GenBank® (1) is a comprehensive public repository of nucleotide sequences and supporting bibliographic and biological annotations built and distributed by the National Center for Biotechnology Information (NCBI), a division of the National Library of Medicine (NLM) at the US National Institutes of Health (NIH). Together with the European Bioinformatics Institute at the European Molecular Biology Lab and the Research Organization of Information and Systems National Institute of Genetics, NLM-NCBI is one of three founding members of the International Nucleotide Sequence Database Collaboration (INSDC) (2). Their sequence data repositories, the European Nucleotide Archive (3), the DNA Data Bank of Japan (4), and GenBank and Sequence Read Archive (SRA; NCBI), share data daily to promote unrestricted, global access to these data. From its inception >40 years ago, GenBank has pioneered the principles of open science and data sharing, and supports these as described by FAIR (findable, accessible, interoperable and reusable) principles (5). As a public archive, GenBank preserves the scientific record, the integrity of that record and the knowledge associated with sequence data that investigators generate over time through reuse of these data. A case in point is the recent COVID-19 pandemic. Before 2020, GenBank contained 3.5 million viral genomes, only 30 000 of which were from coronaviruses. Nonetheless, these sequences formed the basis for and facilitated subsequent genomic analysis of SARS-CoV-2. These data and GenBank’s common data indexing allowed NCBI to rapidly publish a specific coronavirus resource (https://www.ncbi.nlm.nih.gov/labs/virus/vssi/#/virus?SeqType_s=Nucleotide&VirusLineage_ss=taxid:2697049) to support the public health response. By the end of 2021, GenBank contained 6.8 million viral genomes, of which 2.2 million were from coronaviruses, or about one-third of the viral collection.

GenBank in 2025

Throughout its history, GenBank has grown continuously (Figure 1) and now contains 34 trillion base pairs from 4.7 billion sequences. GenBank data are partitioned into 21 divisions based on either the source taxonomy or the sequencing strategy used to produce the data. The PAT division contains records provided by patent offices, while the WGS and TSA divisions contain sequences from whole genome shotgun and transcriptome shotgun assembly projects, respectively. Finally, the TLS division contains data from targeted locus studies that focus on, for example, a single gene locus from multiple organisms, such as 16S ribosomal RNA.

Figure 1.

Figure 1.

Growth of GenBank recorded in both base pairs (circles) and the number of sequence records (triangles). Each point represents the GenBank release in August of each year, starting with release 173 (August 2009).

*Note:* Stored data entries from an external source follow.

//! Key-based translation catalogues with a current language.
//!
//! Lookups never fail: an unknown key, or no language at all, yields the key
//! itself so untranslated UI still shows something readable.

use std::collections::{BTreeMap, HashMap};
use std::fmt::Write as _;
use std::path::{Path, PathBuf};

use crate::markup::{self, TextSegment};

#[derive(Debug, thiserror::Error)]
pub enum LocaleError {
    #[error("failed to access {path}: {source}")]
    Io {
        path: PathBuf,
        #[source]
        source: std::io::Error,
    },
    #[error("failed to parse RON {path}: {source}")]
    Ron {
        path: PathBuf,
        #[source]
        source: ron::error::SpannedError,
    },
    #[error("unknown language `{0}`")]
    UnknownLanguage(String),
}

/// One language's catalogue. Entries keep insertion order so saved files
/// are stable.
#[derive(Debug, Clone)]
pub struct Language {
    pub code: String,
    pub name: String,
    entries: Vec<(String, String)>,
    index: HashMap<String, usize>,
}

impl Language {
    fn new(code: &str, name: &str) -> Self {
        Self {
            code: code.to_string(),
            name: name.to_string(),
            entries: Vec::new(),
            index: HashMap::new(),
        }
    }

    /// Insert or overwrite a translation.
    fn set(&mut self, key: &str, value: &str) {
        match self.index.get(key) {
            Some(&i) => self.entries[i].1 = value.to_string(),
            None => {
                self.index.insert(key.to_string(), self.entries.len());
                self.entries.push((key.to_string(), value.to_string()));
            }
        }
    }

    pub fn get(&self, key: &str) -> Option<&str> {
        self.index.get(key).map(|&i| self.entries[i].1.as_str())
    }

    pub fn len(&self) -> usize {
        self.entries.len()
    }

    pub fn is_empty(&self) -> bool {
        self.entries.is_empty()
    }

    /// `(key, value)` pairs in insertion order.
    pub fn entries(&self) -> impl Iterator<Item = (&str, &str)> + '_ {
        self.entries.iter().map(|(k, v)| (k.as_str(), v.as_str()))
    }
}

pub struct Localizer {
    languages: Vec<Language>,
    current: Option<usize>,
    styled_parsing: bool,
}

impl Default for Localizer {
    fn default() -> Self {
        Self::new()
    }
}

impl Localizer {
    pub fn new() -> Self {
        Self {
            languages: Vec::new(),
            current: None,
            styled_parsing: true,
        }
    }

    fn position(&self, code: &str) -> Option<usize> {
        self.languages.iter().position(|l| l.code == code)
    }

    pub fn language(&self, code: &str) -> Option<&Language> {
        self.languages.iter().find(|l| l.code == code)
    }

    /// Register a language. The first one added becomes current.
    /// Returns false if the code is already registered.
    pub fn add_language(&mut self, code: &str, name: &str) -> bool {
        if self.position(code).is_some() {
            return false;
        }
        self.languages.push(Language::new(code, name));
        if self.current.is_none() {
            self.current = Some(self.languages.len() - 1);
        }
        true
    }

    pub fn set_current_language(&mut self, code: &str) -> bool {
        match self.position(code) {
            Some(i) => {
                self.current = Some(i);
                log::debug!("switched language to {code}");
                true
            }
            None => {
                log::warn!("cannot switch to unknown language {code}");
                false
            }
        }
    }

    pub fn current_language(&self) -> Option<&Language> {
        self.current.and_then(|i| self.languages.get(i))
    }

    pub fn current_language_code(&self) -> Option<&str> {
        self.current_language().map(|l| l.code.as_str())
    }

    pub fn current_language_name(&self) -> Option<&str> {
        self.current_language().map(|l| l.name.as_str())
    }

    /// `(code, name)` of every registered language, in registration order.
    pub fn languages(&self) -> impl Iterator<Item = (&str, &str)> + '_ {
        self.languages
            .iter()
            .map(|l| (l.code.as_str(), l.name.as_str()))
    }

    /// Add or update a translation. Returns false for an unknown language.
    pub fn add_translation(&mut self, code: &str, key: &str, value: &str) -> bool {
        match self.position(code) {
            Some(i) => {
                self.languages[i].set(key, value);
                true
            }
            None => false,
        }
    }

    /// Translation of `key` in the current language, or `key` itself.
    pub fn get<'a>(&'a self, key: &'a str) -> &'a str {
        self.current_language()
            .and_then(|l| l.get(key))
            .unwrap_or(key)
    }

    /// Translation of `key` parsed as markup. Missing keys and disabled
    /// parsing yield a single plain segment.
    pub fn get_styled(&self, key: &str) -> Vec<TextSegment> {
        match self.current_language().and_then(|l| l.get(key)) {
            Some(text) if self.styled_parsing => markup::parse(text),
            Some(text) => vec![TextSegment::plain(text)],
            None => vec![TextSegment::plain(key)],
        }
    }

    pub fn set_styled_parsing(&mut self, enabled: bool) {
        self.styled_parsing = enabled;
    }

    pub fn styled_parsing(&self) -> bool {
        self.styled_parsing
    }

    /// Load `key=value` lines into an existing language. Returns the number
    /// of translations read.
    pub fn load_from_file(&mut self, code: &str, path: impl AsRef<Path>) -> Result<usize, LocaleError> {
        let path = path.as_ref();
        let i = self
            .position(code)
            .ok_or_else(|| LocaleError::UnknownLanguage(code.to_string()))?;
        let content = std::fs::read_to_string(path).map_err(|source| LocaleError::Io {
            path: path.to_path_buf(),
            source,
        })?;

        let pairs = parse_catalogue(&content);
        for (key, value) in &pairs {
            self.languages[i].set(key, value);
        }
        log::debug!("loaded {} translations for {code} from {}", pairs.len(), path.display());
        Ok(pairs.len())
    }

    /// Load a RON map `{ "key": "value", ... }` into an existing language.
    pub fn load_ron(&mut self, code: &str, path: impl AsRef<Path>) -> Result<usize, LocaleError> {
        let path = path.as_ref();
        let i = self
            .position(code)
            .ok_or_else(|| LocaleError::UnknownLanguage(code.to_string()))?;
        let content = std::fs::read_to_string(path).map_err(|source| LocaleError::Io {
            path: path.to_path_buf(),
            source,
        })?;
        let map: BTreeMap<String, String> =
            ron::from_str(&content).map_err(|source| LocaleError::Ron {
                path: path.to_path_buf(),
                source,
            })?;

        for (key, value) in &map {
            self.languages[i].set(key, value);
        }
        Ok(map.len())
    }

    /// Write a language's catalogue in the `key=value` format.
    pub fn save_to_file(&self, code: &str, path: impl AsRef<Path>) -> Result<(), LocaleError> {
        let path = path.as_ref();
        let lang = self
            .language(code)
            .ok_or_else(|| LocaleError::UnknownLanguage(code.to_string()))?;
        std::fs::write(path, render_catalogue(lang)).map_err(|source| LocaleError::Io {
            path: path.to_path_buf(),
            source,
        })
    }
}

/// Parse `key=value` lines. Lines starting with `#`, blank lines and lines
/// without `=` are skipped. Keys lose trailing whitespace, values lose
/// leading whitespace.
fn parse_catalogue(content: &str) -> Vec<(String, String)> {
    let mut pairs = Vec::new();
    for (lineno, line) in content.lines().enumerate() {
        if line.starts_with('#') || line.trim().is_empty() {
            continue;
        }
        let Some((key, value)) = line.split_once('=') else {
            log::warn!("skipping translation line {}: no '='", lineno + 1);
            continue;
        };
        let key = key.trim_end();
        if key.is_empty() {
            log::warn!("skipping translation line {}: empty key", lineno + 1);
            continue;
        }
        pairs.push((key.to_string(), value.trim_start().to_string()));
    }
    pairs
}

fn render_catalogue(lang: &Language) -> String {
    let mut out = String::new();
    let _ = writeln!(out, "# Translations for {} ({})", lang.name, lang.code);
    let _ = writeln!(out, "# Format: key=value");
    out.push('\n');
    for (key, value) in lang.entries() {
        let _ = writeln!(out, "{key}={value}");
    }
    out
}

GenBank’s exhaustive collection forms the foundation of numerous NCBI products. GenBank is the major source of primary data that NCBI staff use to produce the RefSeq collection (6) and records in NCBI Gene (7). In turn, these GenBank and RefSeq data are the largest sources for NCBI BLAST databases (8), NCBI Datasets (9) and NCBI Virus (https://www.ncbi.nlm.nih.gov/labs/virus/vssi/#/). The conceptual translations of coding sequences on GenBank records form the largest component (53%) of the Entrez Protein collection. These sequences support the Conserved Domain Database (10) that is a key component of NCBI processes that add functional annotations to genomes. Through these resources, GenBank supports a wide range of scientific activities, including identifying novel organisms, monitoring the geographical distribution of viral strains and understanding the molecular basis of SARS-CoV-2 infections and potential treatments (11).

GenBank continues to support community efforts to add value to existing sequence data. While the outputs of next-generation sequencing projects are housed in SRA (12), GenBank collects the valuable annotated assemblies that the community constructs from these raw reads. GenBank also allows investigators to create Third Party Annotation (TPA) records that represent efforts to assemble and/or annotate GenBank data submitted by other researchers (https://www.ncbi.nlm.nih.gov/genbank/tpa). GenBank also supports efforts to increase the accurate reporting and understanding of the Earth’s biodiversity. GenBank currently includes data submitted from 121 countries and contains data for over 581 000 species, an increase of 77 000 species (15%) in the past year. NCBI Datasets now provides a completely redesigned and modern view of the nodes in the GenBank taxonomy tree (Figure 2), providing users an easy way to browse and download data for any of these nodes. Along with INSDC, we continue to encourage submitters to report spatiotemporal metadata to ensure that GenBank data records correctly reflect the geographical distribution of sample collection to support research and public health efforts.

Figure 2.

Figure 2.

Taxonomy page in NCBI Datasets for the family Suidae providing easy access to available genomes, nucleotide and protein sequences, SRA data, BioProjects and more, in addition to the other taxonomic nodes in the lineage of Suidae.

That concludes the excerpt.